Wait a while before you bring up a topic again.

Wait up to 6 months to talk about hot-button issues again. It’s a great conflict management strategy to step away from emotionally charged subjects. To give yourselves time to let the issue sit, decide on a clear period of time, like a few weeks or several months. You and your husband will have a wonderful opportunity to bond and connect with each other instead. Either you’ll both learn that the topic you disagreed about wasn’t a big deal at all, or you’ll come back to it with a lot more patience. “Let’s table this discussion for a couple of weeks. My main focus is to feel close again!” “Moving would be a huge transition. Let’s put any big decisions off for a few months.” “Let’s just use the holidays to bond, okay? We can talk about that after New Year’s.”

Reach out to a couples counselor.

Schedule a session where a third party can offer impartial support. Search for a licensed professional together and find one who is ideal for both of you. Attend your appointments together so you both can learn about your styles of communication. In order to get honest feedback from your counselor, talk openly about any disagreements in your marriage. To get the most out of your sessions, you and your husband should finish any activities or “homework” your counselor recommends. You’ll both learn new communication tools backed by lots of research and experience. Talk about a budget and a time investment that you both find fair. Share how much money you’re both willing to spend on couples counseling and how many sessions you both want. You both can supplement couples counseling with sessions you attend alone.
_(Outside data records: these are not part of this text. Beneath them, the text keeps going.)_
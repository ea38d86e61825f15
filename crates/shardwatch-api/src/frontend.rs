//! Frontend bundle fallback.
//!
//! Every path no API route claims is looked up in the built UI
//! directory. Unknown paths get `index.html` so client-side routing
//! works; API-looking paths get a plain 404 instead.

use std::path::Path;

use axum::extract::State;
use axum::http::{StatusCode, Uri, header};
use axum::response::{IntoResponse, Response};
use tracing::{debug, error};

use crate::ApiState;

/// Served while the UI bundle has not been built.
pub const FRONTEND_MISSING: &str =
    "Frontend build not found. Run `npm install && npm run build` inside frontend/health-ui.";

/// Content type for a bundle file, by extension.
fn content_type_for(path: &Path) -> &'static str {
    let ext = path
        .extension()
        .and_then(|e| e.to_str())
        .map(str::to_ascii_lowercase);
    match ext.as_deref() {
        Some("html" | "htm") => "text/html; charset=utf-8",
        Some("js" | "mjs") => "text/javascript; charset=utf-8",
        Some("css") => "text/css; charset=utf-8",
        Some("json" | "map") => "application/json",
        Some("svg") => "image/svg+xml",
        Some("png") => "image/png",
        Some("jpg" | "jpeg") => "image/jpeg",
        Some("gif") => "image/gif",
        Some("ico") => "image/x-icon",
        Some("webp") => "image/webp",
        Some("woff") => "font/woff",
        Some("woff2") => "font/woff2",
        Some("txt") => "text/plain; charset=utf-8",
        Some("wasm") => "application/wasm",
        _ => "application/octet-stream",
    }
}

/// Paths that belong to the API and must never fall through to the UI.
fn is_reserved(path: &str) -> bool {
    path == "api" || path.starts_with("api/") || path == "metrics"
}

async fn serve_file(path: &Path) -> Response {
    match tokio::fs::read(path).await {
        Ok(bytes) => (
            StatusCode::OK,
            [(header::CONTENT_TYPE, content_type_for(path))],
            bytes,
        )
            .into_response(),
        Err(e) => {
            debug!(path = %path.display(), error = %e, "frontend file unavailable");
            StatusCode::NOT_FOUND.into_response()
        }
    }
}

async fn is_file(path: &Path) -> bool {
    tokio::fs::metadata(path)
        .await
        .map(|m| m.is_file())
        .unwrap_or(false)
}

/// Fallback handler for every unmatched GET.
pub async fn serve_frontend(State(state): State<ApiState>, uri: Uri) -> impl IntoResponse {
    let path = uri.path().trim_start_matches('/');
    if is_reserved(path) || path.contains("..") {
        return StatusCode::NOT_FOUND.into_response();
    }

    let dist = state.frontend_dist.as_path();
    let dist_exists = tokio::fs::metadata(dist)
        .await
        .map(|m| m.is_dir())
        .unwrap_or(false);
    if !dist_exists {
        error!(%path, dist = %dist.display(), "frontend build directory is missing");
        return (StatusCode::SERVICE_UNAVAILABLE, FRONTEND_MISSING).into_response();
    }

    if !path.is_empty() {
        let requested = dist.join(path);
        if is_file(&requested).await {
            return serve_file(&requested).await;
        }
    }
    serve_file(&dist.join("index.html")).await
}
//! Domain types for health snapshots.
//!
//! Everything here serializes to the JSON served at `/api/v1/state`.
//! Timestamps are unix seconds as `f64`, matching what peers write into
//! the DHT.

use std::collections::BTreeMap;
use std::time::{Duration, SystemTime, UNIX_EPOCH};

use serde::{Deserialize, Serialize};

use shardwatch_core::{Multiaddr, PeerId};

/// Current wall-clock time in unix seconds.
pub fn unix_now() -> f64 {
    SystemTime::now()
        .duration_since(UNIX_EPOCH)
        .unwrap_or_default()
        .as_secs_f64()
}

// ── Server declarations ────────────────────────────────────────────

/// Lifecycle state a server announces for itself.
#[derive(Debug, Clone, Copy, PartialEq, Eq, Serialize, Deserialize, Default)]
#[serde(rename_all = "snake_case")]
pub enum ServerState {
    Offline,
    Joining,
    #[default]
    Online,
}

/// Half-open range of blocks `[start, end)` a server declares it holds.
#[derive(Debug, Clone, Copy, PartialEq, Eq, Serialize, Deserialize)]
pub struct BlockSpan {
    pub start: u32,
    pub end: u32,
}

impl BlockSpan {
    pub fn new(start: u32, end: u32) -> Self {
        Self { start, end }
    }

    pub fn contains(&self, block: u32) -> bool {
        self.start <= block && block < self.end
    }

    pub fn len(&self) -> u32 {
        self.end.saturating_sub(self.start)
    }

    pub fn is_empty(&self) -> bool {
        self.len() == 0
    }
}

/// The value a server stores under each block key it serves.
///
/// Only `start_block`/`end_block` are required; everything else is
/// informational and defaults when a peer runs an older version.
#[derive(Debug, Clone, PartialEq, Serialize, Deserialize)]
pub struct ServerInfo {
    #[serde(default)]
    pub state: ServerState,
    pub start_block: u32,
    pub end_block: u32,
    #[serde(default)]
    pub throughput: f64,
    #[serde(default)]
    pub public_name: Option<String>,
    #[serde(default)]
    pub version: Option<String>,
    #[serde(default)]
    pub inference_rps: Option<f64>,
    #[serde(default)]
    pub forward_rps: Option<f64>,
    #[serde(default)]
    pub network_rps: Option<f64>,
    #[serde(default)]
    pub cache_tokens_left: Option<u64>,
    /// Requests queued in the server's session pool.
    #[serde(default)]
    pub pending_requests: Option<u32>,
    #[serde(default)]
    pub torch_dtype: Option<String>,
    #[serde(default)]
    pub quant_type: Option<String>,
    #[serde(default)]
    pub adapters: Vec<String>,
    #[serde(default)]
    pub using_relay: bool,
    /// Round-trip times (seconds) the server measured to its neighbours.
    #[serde(default)]
    pub next_pings: BTreeMap<String, f64>,
}

impl ServerInfo {
    pub fn span(&self) -> BlockSpan {
        BlockSpan::new(self.start_block, self.end_block)
    }
}

/// One peer's declaration as read from one block key.
///
/// Rebuilt from the DHT every cycle and never mutated afterwards.
#[derive(Debug, Clone, PartialEq, Serialize)]
pub struct ServerRecord {
    pub peer_id: PeerId,
    /// Block index of the DHT key this declaration was read from.
    pub block: u32,
    pub span: BlockSpan,
    pub info: ServerInfo,
    pub addrs: Vec<Multiaddr>,
    /// Unix seconds at which the DHT entry was written.
    pub updated_at: f64,
}

impl ServerRecord {
    /// Whether the declaration is older than `ttl` at `now`.
    pub fn is_stale(&self, now: f64, ttl: Duration) -> bool {
        now - self.updated_at > ttl.as_secs_f64()
    }
}

// ── Reachability ──────────────────────────────────────────────────

#[derive(Debug, Clone, Copy, PartialEq, Eq, Serialize, Deserialize)]
#[serde(rename_all = "snake_case")]
pub enum Reachability {
    Reachable,
    Unreachable,
    /// No dial could be attempted (no usable address).
    Unknown,
}

/// Outcome of a dial attempt against one peer.
#[derive(Debug, Clone, PartialEq, Serialize, Deserialize)]
pub struct ReachabilityResult {
    pub peer_id: PeerId,
    pub outcome: Reachability,
    #[serde(skip_serializing_if = "Option::is_none")]
    pub error: Option<String>,
    pub checked_at: f64,
    #[serde(skip_serializing_if = "Option::is_none")]
    pub latency_ms: Option<f64>,
    /// Address that answered.
    #[serde(skip_serializing_if = "Option::is_none")]
    pub address: Option<String>,
}

impl ReachabilityResult {
    pub fn reachable(peer_id: PeerId, address: String, latency: Duration) -> Self {
        Self {
            peer_id,
            outcome: Reachability::Reachable,
            error: None,
            checked_at: unix_now(),
            latency_ms: Some(latency.as_secs_f64() * 1000.0),
            address: Some(address),
        }
    }

    pub fn unreachable(peer_id: PeerId, error: impl Into<String>) -> Self {
        Self {
            peer_id,
            outcome: Reachability::Unreachable,
            error: Some(error.into()),
            checked_at: unix_now(),
            latency_ms: None,
            address: None,
        }
    }

    pub fn unknown(peer_id: PeerId, error: impl Into<String>) -> Self {
        Self {
            peer_id,
            outcome: Reachability::Unknown,
            error: Some(error.into()),
            checked_at: unix_now(),
            latency_ms: None,
            address: None,
        }
    }

    pub fn is_reachable(&self) -> bool {
        self.outcome == Reachability::Reachable
    }
}

// ── Per-model health ──────────────────────────────────────────────

#[derive(Debug, Clone, Copy, PartialEq, Eq, Serialize, Deserialize)]
#[serde(rename_all = "snake_case")]
pub enum ModelStatus {
    /// Every block has a fresh, reachable server.
    Healthy,
    /// Some blocks are covered, some are not.
    Degraded,
    /// No block is covered.
    Broken,
}

impl ModelStatus {
    pub const ALL: [ModelStatus; 3] = [
        ModelStatus::Healthy,
        ModelStatus::Degraded,
        ModelStatus::Broken,
    ];

    /// Status as a pure function of coverage.
    pub fn classify(block_coverage: u32, num_blocks: u32) -> Self {
        if block_coverage == 0 {
            ModelStatus::Broken
        } else if block_coverage >= num_blocks {
            ModelStatus::Healthy
        } else {
            ModelStatus::Degraded
        }
    }

    pub fn as_str(&self) -> &'static str {
        match self {
            ModelStatus::Healthy => "healthy",
            ModelStatus::Degraded => "degraded",
            ModelStatus::Broken => "broken",
        }
    }
}

/// A server's contribution to one block.
#[derive(Debug, Clone, PartialEq, Serialize)]
pub struct BlockServer {
    pub peer_id: PeerId,
    pub reachability: Reachability,
    pub stale: bool,
    pub state: ServerState,
    pub throughput: f64,
    pub updated_at: f64,
}

impl BlockServer {
    /// Whether this server counts toward block coverage.
    pub fn covers(&self) -> bool {
        !self.stale && self.reachability == Reachability::Reachable
    }
}

#[derive(Debug, Clone, PartialEq, Serialize)]
pub struct BlockHealth {
    pub index: u32,
    pub covered: bool,
    /// Number of servers currently covering the block.
    pub redundancy: u32,
    /// At most one entry per peer.
    pub servers: Vec<BlockServer>,
}

/// One row per server in a model's server table.
#[derive(Debug, Clone, PartialEq, Serialize)]
pub struct ServerRow {
    pub peer_id: PeerId,
    pub public_name: Option<String>,
    pub version: Option<String>,
    pub state: ServerState,
    pub span: BlockSpan,
    /// Blocks this peer was found under, in ascending order.
    pub blocks: Vec<u32>,
    pub throughput: f64,
    pub inference_rps: Option<f64>,
    pub cache_tokens_left: Option<u64>,
    pub pending_requests: Option<u32>,
    pub torch_dtype: Option<String>,
    pub quant_type: Option<String>,
    pub adapters: Vec<String>,
    pub using_relay: bool,
    pub addrs: Vec<Multiaddr>,
    pub reachability: Reachability,
    pub error: Option<String>,
    pub latency_ms: Option<f64>,
    pub stale: bool,
    pub updated_at: f64,
}

#[derive(Debug, Clone, PartialEq, Serialize)]
pub struct ReachabilityIssue {
    pub peer_id: PeerId,
    pub public_name: Option<String>,
    pub outcome: Reachability,
    pub error: Option<String>,
}

#[derive(Debug, Clone, PartialEq, Serialize)]
pub struct ModelHealthSnapshot {
    pub name: String,
    pub short_name: String,
    pub repository: String,
    pub dht_prefix: String,
    pub num_blocks: u32,
    pub official: bool,
    pub limited: bool,
    pub status: ModelStatus,
    /// Blocks with at least one fresh, reachable server. Never exceeds `num_blocks`.
    pub block_coverage: u32,
    pub blocks: Vec<BlockHealth>,
    pub servers: Vec<ServerRow>,
    pub reachability_issues: Vec<ReachabilityIssue>,
}

// ── Global snapshot ───────────────────────────────────────────────

/// Reachability of one configured bootstrap peer.
#[derive(Debug, Clone, PartialEq, Serialize)]
pub struct BootstrapState {
    pub addr: String,
    pub peer_id: PeerId,
    pub reachability: Reachability,
    pub error: Option<String>,
    pub latency_ms: Option<f64>,
}

#[derive(Debug, Clone, PartialEq, Serialize)]
pub struct Contributor {
    pub name: String,
    /// Covered blocks served across all models.
    pub blocks: u32,
}

/// Immutable view of the whole swarm at one point in time.
#[derive(Debug, Clone, PartialEq, Serialize)]
pub struct GlobalSnapshot {
    pub generation: u64,
    pub created_at: f64,
    pub update_duration_secs: f64,
    pub update_period_secs: f64,
    pub bootstrap_states: Vec<BootstrapState>,
    pub models: Vec<ModelHealthSnapshot>,
    pub top_contributors: Vec<Contributor>,
}

impl GlobalSnapshot {
    pub fn model(&self, name: &str) -> Option<&ModelHealthSnapshot> {
        self.models.iter().find(|m| m.name == name)
    }
}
Revisit an issue with a fresh perspective.

After waiting to talk, come back together and discuss how you feel. Ask your husband to sit down with you and reconnect. If you just waited for a few months, check in and see if the time off from the disagreement was helpful. If you both attended couples counseling, ask if he feels supported or relieved. Share what you’ve learned after a period of reflection. By following up with each other, you both say your marriage is important and that you’re patient with it. “You know, after all these months, I’ve decided I’m totally okay with moving.” “It’s been really fun taking time off to bond with you. I still feel strongly about having a lot of alone time, but now I know we should prioritize date nights, too.” “I’m really glad we went to that counselor. I really like what they said about talking about our patterns. Now, I know to tell you when I’m stressed with work.”

Say you’re grateful for him.

Remind your husband that you value communicating with him. Thank him for all the steps he took to strengthen your marriage. Reflect on the strategies that were the most helpful. To show that you’re interested in his takeaways, ask him what he learned about you, himself, and a supportive partnership. Once he’s shared, tell him you’re committed to the life you’ve built together. Now, after all that hard but rewarding work, express hope for all the unique and mature ways you’ll both handle disagreements in the future! “I am so lucky that you’re in my life. Thanks for sticking with me through all this and coming up with some compromises.” “You’re so awesome. I’m glad I learned so much about you over all these months. I’ve always got your back!” “We have such a bright future ahead of us. I really look forward to all our talks!”